Anzi, ogni ricordo, ogni analisi di quel periodo in cui era giovane e spensierato, alimenta altri dubbi, ulteriori sensi di colpa, inedite e comode giustificazioni. Nessuno può manipolare il passato, a patto che gli altri non ricordino; Angelo lo sa bene, è uno psicoterapeuta di successo e sa che da certi meccanismi della mente non ci si salva; con tutto si deve convivere, anche quando pensiamo di aver superato ed emancipato la parte peggiore di noi.

Tutto questo è il romanzo di Marco Quarin, che in una liturgia del rimorso e della redenzione ci porta per mano in una inquietudine che si abbuffa della quotidianità, che controlla l’istinto, che fa dell’uomo un essere che odia la propria razionalità. Ogni cosa è dilatata nel tempo e attraverso il tempo si aggrega ad altri elementi, tant’è che ogni personaggio sembra essere proiettato solo verso il futuro, senza badare al presente e alla sua forza agente.

Oltre l’ombra di un sogno è quindi metafora di un qualcosa che dovrà accadere secondo i nostri desideri; di un frammento che, proprio per il fatto di essere sentito distante e controllabile, può essere incastonato a nostro piacimento. Tutto si può risolvere in futuro; tutto può accadere; fatto sta che, quando il tempo a nostra disposizione stringe, ci rendiamo conto che siamo stati padroni delle nostre azioni, e forse neanche di quelle, ma mai delle conseguenze.

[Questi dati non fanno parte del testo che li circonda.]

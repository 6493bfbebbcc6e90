//! Prometheus metrics endpoint.
//!
//! Uses the built-in HTTP listener of `metrics-exporter-prometheus`;
//! scrapes are served on `/metrics` at `listen_addr:port`.

use std::net::SocketAddr;

use anyhow::Result;
use logvane_core::config::MetricsConfig;
use metrics_exporter_prometheus::PrometheusBuilder;

/// Parse the configured listen address.
pub fn listen_addr(config: &MetricsConfig) -> Result<SocketAddr> {
    format!("{}:{}", config.listen_addr, config.port)
        .parse()
        .map_err(|e| anyhow::anyhow!("invalid metrics listen address: {}", e))
}

/// Install the global metrics recorder and start the HTTP listener.
///
/// Call once per process, from inside the tokio runtime.
///
/// # Errors
///
/// - invalid listen address
/// - socket binding fails or a recorder is already installed
pub fn install_metrics_recorder(config: &MetricsConfig) -> Result<()> {
    let addr = listen_addr(config)?;

    if addr.ip().is_unspecified() {
        tracing::warn!(
            listen_addr = %addr,
            "metrics endpoint is exposed on all interfaces"
        );
    }

    PrometheusBuilder::new()
        .with_http_listener(addr)
        .install()
        .map_err(|e| anyhow::anyhow!("failed to install metrics recorder: {}", e))?;

    logvane_core::metrics::describe_all();

    tracing::info!(listen_addr = %addr, "Prometheus metrics endpoint active");
    Ok(())
}

#[cfg(test)]
mod tests {
    use super::*;

    #[test]
    fn default_listen_addr_parses() {
        let addr = listen_addr(&MetricsConfig::default()).unwrap();
        assert_eq!(addr.port(), 9464);
        assert!(addr.ip().is_loopback());
    }

    #[test]
    fn bad_listen_addr_is_rejected() {
        let config = MetricsConfig {
            listen_addr: "not an ip".to_owned(),
            ..MetricsConfig::default()
        };
        assert!(listen_addr(&config).is_err());
    }
}
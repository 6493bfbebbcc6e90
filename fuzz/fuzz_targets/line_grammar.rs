#![no_main]

use arbitrary::Arbitrary;
use chrono::FixedOffset;
use libfuzzer_sys::fuzz_target;
use logvane_log_pipeline::parser::{GrammarMatch, LineGrammar, LocalZone};

/// 퍼저용 구조적 입력
#[derive(Arbitrary, Debug)]
struct FuzzInput {
    /// 라인 본문
    line: String,
    /// 연도 (윤년 처리 포함)
    year: u16,
    /// UTC 오프셋 (분)
    offset_minutes: i16,
}

fuzz_target!(|input: FuzzInput| {
    let offset = FixedOffset::east_opt(i32::from(input.offset_minutes % 1440) * 60)
        .unwrap_or_else(|| FixedOffset::east_opt(0).unwrap());
    let grammar = LineGrammar::with_zone(LocalZone::Fixed(offset)).unwrap();

    match grammar.parse_with_year(&input.line, i32::from(input.year % 10_000)) {
        GrammarMatch::KernelFirewall(record) => {
            assert!(record.get_text("ACTION").is_some());
            let _ = record.to_document();
        }
        GrammarMatch::GenericSyslog(record) => {
            assert!(record.get_text("CODE").is_some());
            let _ = record.to_document();
        }
        GrammarMatch::Unrecognized => {}
    }
});
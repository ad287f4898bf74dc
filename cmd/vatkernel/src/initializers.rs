//! Minimized from the teacher's `cmd/ethrex/initializers.rs::init_tracing`:
//! same `EnvFilter` + `fmt` layer shape, without the file-logging/profiling
//! layers the teacher carries, since this binary has no vergen/tracing-
//! appender dependency to back them.

use tracing_subscriber::{fmt, layer::SubscriberExt, util::SubscriberInitExt, EnvFilter};

use crate::cli::Options;

pub fn init_tracing(opts: &Options) {
    let filter = EnvFilter::builder()
        .with_default_directive(opts.log_level.into())
        .from_env_lossy();

    tracing_subscriber::registry()
        .with(fmt::layer().with_target(matches!(opts.log_level, tracing::Level::DEBUG | tracing::Level::TRACE)))
        .with(filter)
        .init();
}
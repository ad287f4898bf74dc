//! The FIFO run queue (§3, §4.6): persisted via `rq.<seq>` entries so a
//! crash mid-crank resumes with the queue exactly as it stood before the
//! interrupted delivery's dequeue was committed.

use tracing::trace;
use vatkern_common::RunQueueItem;
use vatkern_storage::{keys, Store, StoreError};

use crate::codec::{decode_u64, encode_u64};

/// A strictly-FIFO queue of `RunQueueItem`s, backed by the `Store`. Head
/// and tail are separate counters (`rq.head`/`rq.tail`) rather than derived
/// from scanning, so `length`/`peek` are O(1) instead of O(queue depth).
#[derive(Debug, Clone)]
pub struct Queue {
    store: Store,
}

impl Queue {
    pub fn new(store: Store) -> Self {
        Queue { store }
    }

    fn head(&self) -> Result<u64, StoreError> {
        Ok(self.store.get(keys::RQ_HEAD)?.map(|b| decode_u64(&b)).transpose()?.unwrap_or(0))
    }

    fn tail(&self) -> Result<u64, StoreError> {
        Ok(self.store.get(keys::RQ_TAIL)?.map(|b| decode_u64(&b)).transpose()?.unwrap_or(0))
    }

    /// Appends to the back of the queue.
    pub fn enqueue(&self, item: &RunQueueItem) -> Result<(), StoreError> {
        let tail = self.tail()?;
        let encoded =
            serde_json::to_vec(item).map_err(|e| StoreError::Backend(e.to_string()))?;
        self.store.set(&keys::run_queue_item(tail), &encoded)?;
        self.store.set(keys::RQ_TAIL, &encode_u64(tail + 1))?;
        trace!(seq = tail, "enqueued run-queue item");
        Ok(())
    }

    /// Pushes onto the *front* of the queue (§4.7's `enqueue notify`
    /// immediate-delivery path for already-resolved promises skips the
    /// queue entirely, but pipelined deliveries that must run before
    /// anything already queued use this).
    pub fn enqueue_immediate(&self, item: &RunQueueItem) -> Result<(), StoreError> {
        let head = self.head()?;
        let new_head = head.wrapping_sub(1);
        let encoded =
            serde_json::to_vec(item).map_err(|e| StoreError::Backend(e.to_string()))?;
        self.store.set(&keys::run_queue_item(new_head), &encoded)?;
        self.store.set(keys::RQ_HEAD, &encode_u64(new_head))?;
        trace!(seq = new_head, "enqueued immediate run-queue item");
        Ok(())
    }

    /// Removes and returns the front item, or `None` if the queue is empty.
    /// The caller is expected to run this as the first step of a crank, so
    /// that a crash before `Store::end_crank` leaves the item still queued.
    pub fn dequeue(&self) -> Result<Option<RunQueueItem>, StoreError> {
        let head = self.head()?;
        let tail = self.tail()?;
        if head == tail {
            return Ok(None);
        }
        let key = keys::run_queue_item(head);
        let bytes = self.store.get(&key)?;
        self.store.delete(&key)?;
        self.store.set(keys::RQ_HEAD, &encode_u64(head + 1))?;
        match bytes {
            Some(b) => {
                let item = serde_json::from_slice(&b).map_err(|e| StoreError::Backend(e.to_string()))?;
                Ok(Some(item))
            }
            None => Ok(None),
        }
    }

    pub fn peek(&self) -> Result<Option<RunQueueItem>, StoreError> {
        let head = self.head()?;
        let tail = self.tail()?;
        if head == tail {
            return Ok(None);
        }
        match self.store.get(&keys::run_queue_item(head))? {
            Some(b) => Ok(Some(
                serde_json::from_slice(&b).map_err(|e| StoreError::Backend(e.to_string()))?,
            )),
            None => Ok(None),
        }
    }

    pub fn length(&self) -> Result<u64, StoreError> {
        Ok(self.tail()?.saturating_sub(self.head()?))
    }

    pub fn is_empty(&self) -> Result<bool, StoreError> {
        Ok(self.length()? == 0)
    }
}
//! Shared error kinds, following the one-enum-per-concern style of
//! `ethrex_storage::error::StoreError` / `ethrex_blockchain::error::ChainError`.

use thiserror::Error;

#[derive(Debug, Clone, Error, PartialEq, Eq)]
pub enum ParseRefError {
    #[error("'{0}' is not a valid KRef (expected ko<N> or kp<N>)")]
    BadKRef(String),
    #[error("'{0}' is not a valid VRef (expected o+N, o-N, p+N or p-N)")]
    BadVRef(String),
    #[error("'{0}' is not a valid RRef (expected ro+N, ro-N, rp+N or rp-N)")]
    BadRRef(String),
    #[error("'{0}' is not a valid EndpointId (expected v<N>, r<N> or kernel)")]
    BadEndpointId(String),
}

impl ParseRefError {
    pub fn bad_kref(s: &str) -> Self {
        ParseRefError::BadKRef(s.to_owned())
    }
    pub fn bad_vref(s: &str) -> Self {
        ParseRefError::BadVRef(s.to_owned())
    }
    pub fn bad_rref(s: &str) -> Self {
        ParseRefError::BadRRef(s.to_owned())
    }
    pub fn bad_endpoint(s: &str) -> Self {
        ParseRefError::BadEndpointId(s.to_owned())
    }
}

Questo andare contro il tempo, questa necessità di entrare nel proprio inferno, convinti di poter risolvere sé stessi, è uno dei temi del romanzo. Un altro tema è la poca consapevolezza che ognuno ha di sé. Brantani ricorda per induzione, necessita di qualche avvenimento o di rivelazioni; la sua è apparentemente una volontà schematica, calcolatrice, ma è una compensazione del suo super-dubbio, ossia l’incertezza dell’essere un buono.

La scelta di abbandonare tutto, ogni privilegio, pur di scoprirsi, è la prova che nessuno comanda nella propria torre di controllo, ossia l’inconscio. Brantani sa bene che ogni struttura o sovrastruttura è il tentativo di mettere ordine, di dare all’uomo la possibilità di sopravvivere. Anche l’autore di questo romanzo lo sa e, come tutti gli scrittori, crea la sua comfort zone tra le pagine, facendo cadere tutto su un personaggio che sa come salvarsi.

Ultima nota, Quarin ha deciso di auto-pubblicarsi e in un suo post di Facebook ne ha spiegato i motivi, che condivido, mettendo in evidenza le storture di un sistema editoriale che ormai predilige slogan e storie di facile consumo, senza mai avere il coraggio di osare, di andare contro quelle mode calate proprio dal mercato e colpevoli anche di tenere lontano dai libri tanti potenziali lettori. Insomma, un cane che si morde la coda a cui Quarin ha risposto con un tocco di arte.